### THE TASK
Copy out each line of the material in which the word "None" appears.

[DATA UNDER STUDY — start]

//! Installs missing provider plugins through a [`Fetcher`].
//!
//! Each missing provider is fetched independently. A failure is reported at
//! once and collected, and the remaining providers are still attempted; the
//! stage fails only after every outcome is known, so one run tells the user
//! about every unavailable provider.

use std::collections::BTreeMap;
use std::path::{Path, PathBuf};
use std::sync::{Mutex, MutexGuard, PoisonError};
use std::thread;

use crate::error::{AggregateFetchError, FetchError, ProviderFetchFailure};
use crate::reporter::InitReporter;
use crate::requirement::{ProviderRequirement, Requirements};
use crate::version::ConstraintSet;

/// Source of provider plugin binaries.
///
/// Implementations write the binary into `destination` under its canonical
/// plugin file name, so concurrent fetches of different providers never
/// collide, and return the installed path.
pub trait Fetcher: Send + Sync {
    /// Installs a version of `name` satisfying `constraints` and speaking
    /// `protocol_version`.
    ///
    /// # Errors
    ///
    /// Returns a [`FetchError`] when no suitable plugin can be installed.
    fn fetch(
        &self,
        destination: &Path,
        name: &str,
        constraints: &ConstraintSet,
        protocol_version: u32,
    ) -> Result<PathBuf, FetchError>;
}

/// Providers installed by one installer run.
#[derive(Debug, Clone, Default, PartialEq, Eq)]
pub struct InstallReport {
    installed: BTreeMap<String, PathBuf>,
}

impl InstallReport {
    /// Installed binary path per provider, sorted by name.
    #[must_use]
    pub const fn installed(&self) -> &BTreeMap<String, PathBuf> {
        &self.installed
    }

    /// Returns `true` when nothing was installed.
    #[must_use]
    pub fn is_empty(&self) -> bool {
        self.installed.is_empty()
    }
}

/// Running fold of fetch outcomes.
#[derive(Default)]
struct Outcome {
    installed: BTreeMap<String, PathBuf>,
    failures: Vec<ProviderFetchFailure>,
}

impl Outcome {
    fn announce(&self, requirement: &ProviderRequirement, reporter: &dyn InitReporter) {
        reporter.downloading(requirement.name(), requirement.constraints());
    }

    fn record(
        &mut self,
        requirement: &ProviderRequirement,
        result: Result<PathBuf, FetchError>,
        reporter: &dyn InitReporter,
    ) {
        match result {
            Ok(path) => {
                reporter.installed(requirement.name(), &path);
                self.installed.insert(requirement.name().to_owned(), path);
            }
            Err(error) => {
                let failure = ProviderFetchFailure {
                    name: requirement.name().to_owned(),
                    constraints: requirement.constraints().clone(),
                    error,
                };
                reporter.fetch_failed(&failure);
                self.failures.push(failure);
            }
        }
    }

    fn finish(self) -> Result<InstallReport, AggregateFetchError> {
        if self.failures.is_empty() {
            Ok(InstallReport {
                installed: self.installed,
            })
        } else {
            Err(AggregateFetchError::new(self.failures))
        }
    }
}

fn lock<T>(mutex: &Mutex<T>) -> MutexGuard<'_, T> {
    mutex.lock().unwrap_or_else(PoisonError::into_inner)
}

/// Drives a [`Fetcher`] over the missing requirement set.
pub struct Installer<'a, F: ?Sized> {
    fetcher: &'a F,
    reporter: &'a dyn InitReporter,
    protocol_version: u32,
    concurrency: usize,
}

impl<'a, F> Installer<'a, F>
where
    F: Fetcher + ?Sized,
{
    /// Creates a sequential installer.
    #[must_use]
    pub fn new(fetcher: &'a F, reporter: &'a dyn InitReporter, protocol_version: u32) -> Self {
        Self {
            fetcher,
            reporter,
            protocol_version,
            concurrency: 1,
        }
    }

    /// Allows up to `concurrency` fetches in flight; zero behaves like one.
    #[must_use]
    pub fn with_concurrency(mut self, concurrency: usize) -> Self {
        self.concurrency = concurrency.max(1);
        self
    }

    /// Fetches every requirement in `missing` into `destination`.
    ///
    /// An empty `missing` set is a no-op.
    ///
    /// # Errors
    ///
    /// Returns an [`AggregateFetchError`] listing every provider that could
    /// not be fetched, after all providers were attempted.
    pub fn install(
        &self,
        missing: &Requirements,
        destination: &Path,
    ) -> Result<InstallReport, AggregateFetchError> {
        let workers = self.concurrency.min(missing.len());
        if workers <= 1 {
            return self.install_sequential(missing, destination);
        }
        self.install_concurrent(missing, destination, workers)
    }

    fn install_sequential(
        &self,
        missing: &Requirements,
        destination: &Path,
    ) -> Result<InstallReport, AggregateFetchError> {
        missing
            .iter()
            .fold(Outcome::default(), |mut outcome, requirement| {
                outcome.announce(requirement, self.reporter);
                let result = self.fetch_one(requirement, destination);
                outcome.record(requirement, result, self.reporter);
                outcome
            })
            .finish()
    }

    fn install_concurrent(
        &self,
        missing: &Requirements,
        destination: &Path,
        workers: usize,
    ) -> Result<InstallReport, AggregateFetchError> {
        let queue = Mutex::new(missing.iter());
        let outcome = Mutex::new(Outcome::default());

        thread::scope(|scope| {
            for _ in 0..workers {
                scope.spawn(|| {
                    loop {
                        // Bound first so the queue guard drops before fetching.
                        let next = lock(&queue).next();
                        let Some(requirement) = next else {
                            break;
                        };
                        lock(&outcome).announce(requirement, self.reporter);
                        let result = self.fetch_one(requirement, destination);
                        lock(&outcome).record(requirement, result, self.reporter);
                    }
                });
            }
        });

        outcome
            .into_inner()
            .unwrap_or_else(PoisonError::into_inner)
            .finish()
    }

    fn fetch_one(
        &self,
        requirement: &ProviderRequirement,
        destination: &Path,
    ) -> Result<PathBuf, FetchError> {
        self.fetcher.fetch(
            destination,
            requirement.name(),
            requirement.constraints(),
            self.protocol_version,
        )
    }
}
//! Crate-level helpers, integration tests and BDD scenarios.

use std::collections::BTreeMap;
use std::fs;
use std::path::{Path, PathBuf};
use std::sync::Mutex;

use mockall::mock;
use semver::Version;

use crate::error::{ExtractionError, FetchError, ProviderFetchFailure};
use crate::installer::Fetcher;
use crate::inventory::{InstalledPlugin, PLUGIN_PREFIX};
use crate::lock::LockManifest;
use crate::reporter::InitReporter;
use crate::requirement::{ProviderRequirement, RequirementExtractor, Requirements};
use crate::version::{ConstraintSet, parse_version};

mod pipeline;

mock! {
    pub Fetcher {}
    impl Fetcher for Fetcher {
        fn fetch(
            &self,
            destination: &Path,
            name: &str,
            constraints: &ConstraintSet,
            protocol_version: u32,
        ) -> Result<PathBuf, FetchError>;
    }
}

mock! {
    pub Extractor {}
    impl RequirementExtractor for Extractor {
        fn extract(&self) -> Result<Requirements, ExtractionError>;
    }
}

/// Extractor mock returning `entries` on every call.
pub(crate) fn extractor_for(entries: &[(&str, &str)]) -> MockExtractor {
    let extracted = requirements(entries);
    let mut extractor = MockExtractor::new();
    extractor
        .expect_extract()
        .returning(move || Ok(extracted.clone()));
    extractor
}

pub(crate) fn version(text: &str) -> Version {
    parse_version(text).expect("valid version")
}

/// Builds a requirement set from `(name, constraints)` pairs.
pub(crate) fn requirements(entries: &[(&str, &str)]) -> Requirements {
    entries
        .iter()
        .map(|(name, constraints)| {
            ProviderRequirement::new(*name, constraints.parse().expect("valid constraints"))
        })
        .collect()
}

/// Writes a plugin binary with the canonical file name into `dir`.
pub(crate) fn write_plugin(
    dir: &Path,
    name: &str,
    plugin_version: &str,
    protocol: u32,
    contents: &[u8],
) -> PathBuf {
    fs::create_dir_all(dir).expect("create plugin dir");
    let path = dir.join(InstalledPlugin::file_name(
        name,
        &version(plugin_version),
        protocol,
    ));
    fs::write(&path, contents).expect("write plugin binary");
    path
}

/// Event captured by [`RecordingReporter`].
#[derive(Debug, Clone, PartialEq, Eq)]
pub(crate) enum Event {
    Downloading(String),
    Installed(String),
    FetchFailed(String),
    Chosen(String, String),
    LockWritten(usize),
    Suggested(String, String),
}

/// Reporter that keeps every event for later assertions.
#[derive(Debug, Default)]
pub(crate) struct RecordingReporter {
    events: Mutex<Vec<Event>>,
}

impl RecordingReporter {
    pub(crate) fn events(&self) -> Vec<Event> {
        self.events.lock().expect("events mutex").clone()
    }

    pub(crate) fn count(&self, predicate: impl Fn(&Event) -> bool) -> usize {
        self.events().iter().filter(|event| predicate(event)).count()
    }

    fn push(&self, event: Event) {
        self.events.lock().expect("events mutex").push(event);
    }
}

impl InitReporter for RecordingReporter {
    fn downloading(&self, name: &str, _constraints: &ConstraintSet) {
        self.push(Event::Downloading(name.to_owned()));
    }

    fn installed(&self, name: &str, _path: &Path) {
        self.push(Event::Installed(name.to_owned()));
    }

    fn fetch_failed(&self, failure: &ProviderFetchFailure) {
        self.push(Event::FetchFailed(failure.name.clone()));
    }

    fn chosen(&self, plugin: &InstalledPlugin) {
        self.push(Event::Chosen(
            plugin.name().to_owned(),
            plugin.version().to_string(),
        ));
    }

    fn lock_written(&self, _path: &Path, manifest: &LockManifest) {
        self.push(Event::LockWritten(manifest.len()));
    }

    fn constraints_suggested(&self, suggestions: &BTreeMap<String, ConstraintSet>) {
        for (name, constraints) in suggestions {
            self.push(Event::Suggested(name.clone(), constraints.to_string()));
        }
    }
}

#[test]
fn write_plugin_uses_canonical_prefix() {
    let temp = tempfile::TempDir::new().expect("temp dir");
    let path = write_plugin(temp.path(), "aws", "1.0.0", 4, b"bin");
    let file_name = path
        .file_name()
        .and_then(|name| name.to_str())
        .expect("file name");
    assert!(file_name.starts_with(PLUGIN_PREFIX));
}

[DATA UNDER STUDY — finish]
[DATA UNDER STUDY — start]

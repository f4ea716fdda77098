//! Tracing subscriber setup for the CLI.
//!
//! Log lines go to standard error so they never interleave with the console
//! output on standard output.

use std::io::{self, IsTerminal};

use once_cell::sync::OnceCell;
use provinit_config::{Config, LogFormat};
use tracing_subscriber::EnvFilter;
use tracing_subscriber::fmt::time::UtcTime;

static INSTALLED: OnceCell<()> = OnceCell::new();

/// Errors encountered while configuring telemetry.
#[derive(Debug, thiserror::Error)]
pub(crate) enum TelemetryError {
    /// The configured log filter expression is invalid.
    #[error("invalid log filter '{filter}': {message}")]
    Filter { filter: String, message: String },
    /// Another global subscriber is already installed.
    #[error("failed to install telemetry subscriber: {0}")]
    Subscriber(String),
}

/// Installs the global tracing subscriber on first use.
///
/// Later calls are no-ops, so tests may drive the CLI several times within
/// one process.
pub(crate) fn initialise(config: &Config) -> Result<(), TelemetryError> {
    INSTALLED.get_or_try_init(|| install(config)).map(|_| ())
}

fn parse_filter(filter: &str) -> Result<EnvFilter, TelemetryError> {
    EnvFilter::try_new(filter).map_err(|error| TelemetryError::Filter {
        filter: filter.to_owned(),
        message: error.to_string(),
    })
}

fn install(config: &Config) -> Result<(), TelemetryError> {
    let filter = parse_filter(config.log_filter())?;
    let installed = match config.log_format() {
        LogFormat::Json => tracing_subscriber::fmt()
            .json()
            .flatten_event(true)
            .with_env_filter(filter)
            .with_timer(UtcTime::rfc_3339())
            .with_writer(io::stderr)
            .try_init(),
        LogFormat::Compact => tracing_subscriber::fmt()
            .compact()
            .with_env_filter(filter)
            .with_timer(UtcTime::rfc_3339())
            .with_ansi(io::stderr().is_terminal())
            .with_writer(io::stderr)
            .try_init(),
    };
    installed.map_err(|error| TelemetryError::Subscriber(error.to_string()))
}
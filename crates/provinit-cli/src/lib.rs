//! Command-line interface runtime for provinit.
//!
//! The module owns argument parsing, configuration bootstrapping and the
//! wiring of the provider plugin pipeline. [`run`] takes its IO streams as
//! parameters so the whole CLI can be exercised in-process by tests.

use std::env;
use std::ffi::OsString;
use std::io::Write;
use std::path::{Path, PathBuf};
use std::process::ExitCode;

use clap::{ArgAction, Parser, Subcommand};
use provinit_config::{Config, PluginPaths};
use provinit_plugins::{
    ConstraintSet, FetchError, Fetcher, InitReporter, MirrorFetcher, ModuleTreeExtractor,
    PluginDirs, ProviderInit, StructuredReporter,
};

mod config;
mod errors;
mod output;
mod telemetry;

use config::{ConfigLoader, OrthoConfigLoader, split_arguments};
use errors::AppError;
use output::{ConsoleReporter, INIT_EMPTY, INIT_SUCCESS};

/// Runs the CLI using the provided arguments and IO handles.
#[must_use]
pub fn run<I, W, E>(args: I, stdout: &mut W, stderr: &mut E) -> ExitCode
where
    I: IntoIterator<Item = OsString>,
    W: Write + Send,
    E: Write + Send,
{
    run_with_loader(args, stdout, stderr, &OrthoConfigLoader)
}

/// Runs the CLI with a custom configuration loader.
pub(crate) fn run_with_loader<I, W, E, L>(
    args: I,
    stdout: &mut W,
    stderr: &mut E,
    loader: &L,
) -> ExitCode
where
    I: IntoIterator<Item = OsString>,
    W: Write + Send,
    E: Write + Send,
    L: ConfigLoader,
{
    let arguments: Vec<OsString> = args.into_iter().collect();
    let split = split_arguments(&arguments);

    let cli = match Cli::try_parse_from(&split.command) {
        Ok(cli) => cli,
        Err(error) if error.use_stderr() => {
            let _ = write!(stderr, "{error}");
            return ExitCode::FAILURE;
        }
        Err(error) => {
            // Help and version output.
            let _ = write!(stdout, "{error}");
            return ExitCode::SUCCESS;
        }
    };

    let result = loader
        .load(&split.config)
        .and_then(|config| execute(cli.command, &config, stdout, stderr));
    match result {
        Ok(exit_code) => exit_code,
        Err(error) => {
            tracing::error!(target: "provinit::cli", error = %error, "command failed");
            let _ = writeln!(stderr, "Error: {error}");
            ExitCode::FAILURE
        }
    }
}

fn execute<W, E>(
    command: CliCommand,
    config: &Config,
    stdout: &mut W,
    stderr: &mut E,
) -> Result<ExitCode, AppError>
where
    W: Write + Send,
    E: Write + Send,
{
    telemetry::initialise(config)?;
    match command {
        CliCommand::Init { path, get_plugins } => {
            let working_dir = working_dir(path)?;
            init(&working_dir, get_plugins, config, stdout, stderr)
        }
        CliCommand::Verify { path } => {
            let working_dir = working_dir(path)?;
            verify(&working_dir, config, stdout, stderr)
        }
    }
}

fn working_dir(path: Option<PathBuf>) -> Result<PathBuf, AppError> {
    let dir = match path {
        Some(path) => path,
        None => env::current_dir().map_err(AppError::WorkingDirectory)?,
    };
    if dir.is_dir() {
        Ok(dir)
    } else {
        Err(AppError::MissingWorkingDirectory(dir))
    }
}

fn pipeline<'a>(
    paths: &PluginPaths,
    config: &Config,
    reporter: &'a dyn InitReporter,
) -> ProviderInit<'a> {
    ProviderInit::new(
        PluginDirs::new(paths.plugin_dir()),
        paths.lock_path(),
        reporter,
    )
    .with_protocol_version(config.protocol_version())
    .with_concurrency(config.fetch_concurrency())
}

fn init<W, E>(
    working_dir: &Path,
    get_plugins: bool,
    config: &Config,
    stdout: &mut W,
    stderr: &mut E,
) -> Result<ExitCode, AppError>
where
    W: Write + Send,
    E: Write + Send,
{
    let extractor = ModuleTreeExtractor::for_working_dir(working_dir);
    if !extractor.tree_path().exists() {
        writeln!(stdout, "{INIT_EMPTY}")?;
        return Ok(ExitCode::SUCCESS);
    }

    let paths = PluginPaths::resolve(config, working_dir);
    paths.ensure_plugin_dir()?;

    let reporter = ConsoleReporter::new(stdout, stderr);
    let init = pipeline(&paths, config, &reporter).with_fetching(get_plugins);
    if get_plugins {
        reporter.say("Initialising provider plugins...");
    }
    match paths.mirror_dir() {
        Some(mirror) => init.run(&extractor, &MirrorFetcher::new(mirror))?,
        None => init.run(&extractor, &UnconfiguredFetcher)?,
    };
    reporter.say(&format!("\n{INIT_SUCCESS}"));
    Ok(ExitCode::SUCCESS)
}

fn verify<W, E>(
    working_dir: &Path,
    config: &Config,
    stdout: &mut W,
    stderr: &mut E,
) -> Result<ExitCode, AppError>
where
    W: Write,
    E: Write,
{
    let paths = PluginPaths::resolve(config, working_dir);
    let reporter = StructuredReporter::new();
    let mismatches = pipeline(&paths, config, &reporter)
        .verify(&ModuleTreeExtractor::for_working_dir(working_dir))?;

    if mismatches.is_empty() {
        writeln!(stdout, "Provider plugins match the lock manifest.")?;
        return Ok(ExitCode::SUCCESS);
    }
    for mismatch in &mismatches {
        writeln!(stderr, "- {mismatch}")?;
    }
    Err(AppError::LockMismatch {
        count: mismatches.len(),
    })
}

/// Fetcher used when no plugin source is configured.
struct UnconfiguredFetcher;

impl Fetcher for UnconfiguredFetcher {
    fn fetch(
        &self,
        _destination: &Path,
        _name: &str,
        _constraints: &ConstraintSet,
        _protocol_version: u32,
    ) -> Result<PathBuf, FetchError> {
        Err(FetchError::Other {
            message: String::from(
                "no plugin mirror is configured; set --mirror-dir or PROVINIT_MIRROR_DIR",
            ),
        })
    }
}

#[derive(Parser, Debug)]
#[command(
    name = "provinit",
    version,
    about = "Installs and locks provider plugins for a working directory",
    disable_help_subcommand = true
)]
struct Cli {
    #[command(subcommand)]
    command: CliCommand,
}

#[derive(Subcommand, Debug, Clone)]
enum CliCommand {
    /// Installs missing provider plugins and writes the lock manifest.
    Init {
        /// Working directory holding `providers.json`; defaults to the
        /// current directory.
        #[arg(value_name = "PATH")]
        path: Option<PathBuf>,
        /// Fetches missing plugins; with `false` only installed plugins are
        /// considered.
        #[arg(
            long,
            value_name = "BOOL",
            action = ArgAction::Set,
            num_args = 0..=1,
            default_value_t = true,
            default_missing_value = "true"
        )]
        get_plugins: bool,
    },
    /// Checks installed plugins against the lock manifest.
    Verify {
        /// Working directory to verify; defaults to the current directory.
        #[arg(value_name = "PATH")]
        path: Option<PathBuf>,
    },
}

[DATA UNDER STUDY — finish]
[DATA UNDER STUDY — start]

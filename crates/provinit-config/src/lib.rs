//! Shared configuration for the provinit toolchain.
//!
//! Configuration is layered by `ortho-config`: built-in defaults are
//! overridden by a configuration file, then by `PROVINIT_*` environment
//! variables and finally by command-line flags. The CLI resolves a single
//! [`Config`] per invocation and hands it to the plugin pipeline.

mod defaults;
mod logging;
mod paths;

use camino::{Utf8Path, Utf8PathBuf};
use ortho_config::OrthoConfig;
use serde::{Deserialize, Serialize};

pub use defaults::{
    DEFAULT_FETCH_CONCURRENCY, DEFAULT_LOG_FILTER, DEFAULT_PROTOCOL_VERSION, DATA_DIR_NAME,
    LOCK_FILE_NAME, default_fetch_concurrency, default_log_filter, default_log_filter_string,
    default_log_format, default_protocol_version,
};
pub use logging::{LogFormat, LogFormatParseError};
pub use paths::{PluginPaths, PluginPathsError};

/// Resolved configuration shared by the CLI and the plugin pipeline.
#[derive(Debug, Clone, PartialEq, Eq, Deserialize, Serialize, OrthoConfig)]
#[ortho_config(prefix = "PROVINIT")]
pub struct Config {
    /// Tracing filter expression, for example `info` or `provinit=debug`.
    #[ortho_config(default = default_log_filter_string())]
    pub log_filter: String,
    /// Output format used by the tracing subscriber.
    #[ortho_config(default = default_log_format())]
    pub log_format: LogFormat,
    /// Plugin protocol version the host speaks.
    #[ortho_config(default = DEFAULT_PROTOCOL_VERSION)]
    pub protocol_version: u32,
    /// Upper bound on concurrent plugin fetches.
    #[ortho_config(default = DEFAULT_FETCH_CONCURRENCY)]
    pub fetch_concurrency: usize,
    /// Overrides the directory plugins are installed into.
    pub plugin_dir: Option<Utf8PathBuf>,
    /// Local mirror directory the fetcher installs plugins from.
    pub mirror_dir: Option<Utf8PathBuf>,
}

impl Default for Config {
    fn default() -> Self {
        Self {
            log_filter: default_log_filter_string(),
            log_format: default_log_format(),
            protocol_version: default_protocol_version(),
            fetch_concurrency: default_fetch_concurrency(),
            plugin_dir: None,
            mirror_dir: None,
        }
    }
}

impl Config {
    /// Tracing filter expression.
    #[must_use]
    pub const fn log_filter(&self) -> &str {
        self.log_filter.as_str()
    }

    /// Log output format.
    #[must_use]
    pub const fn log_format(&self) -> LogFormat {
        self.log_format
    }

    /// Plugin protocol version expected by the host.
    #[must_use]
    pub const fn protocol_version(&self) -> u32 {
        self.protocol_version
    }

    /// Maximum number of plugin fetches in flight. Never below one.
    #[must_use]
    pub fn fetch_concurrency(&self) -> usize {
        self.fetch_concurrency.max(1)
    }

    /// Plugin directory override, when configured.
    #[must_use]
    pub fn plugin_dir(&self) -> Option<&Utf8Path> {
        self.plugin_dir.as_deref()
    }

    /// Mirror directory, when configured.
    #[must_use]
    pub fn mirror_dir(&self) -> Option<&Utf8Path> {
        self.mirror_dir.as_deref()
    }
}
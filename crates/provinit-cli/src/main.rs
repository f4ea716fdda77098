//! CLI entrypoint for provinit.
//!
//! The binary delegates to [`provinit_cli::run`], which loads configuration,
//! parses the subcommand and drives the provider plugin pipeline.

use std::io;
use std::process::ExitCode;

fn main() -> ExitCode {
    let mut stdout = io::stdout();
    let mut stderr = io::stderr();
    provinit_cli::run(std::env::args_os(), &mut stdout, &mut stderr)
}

[DATA UNDER STUDY — finish]

### WRITTEN SOLUTION
        None => env::current_dir().map_err(AppError::WorkingDirectory)?,
        None => init.run(&extractor, &UnconfiguredFetcher)?,
            plugin_dir: None,
            mirror_dir: None,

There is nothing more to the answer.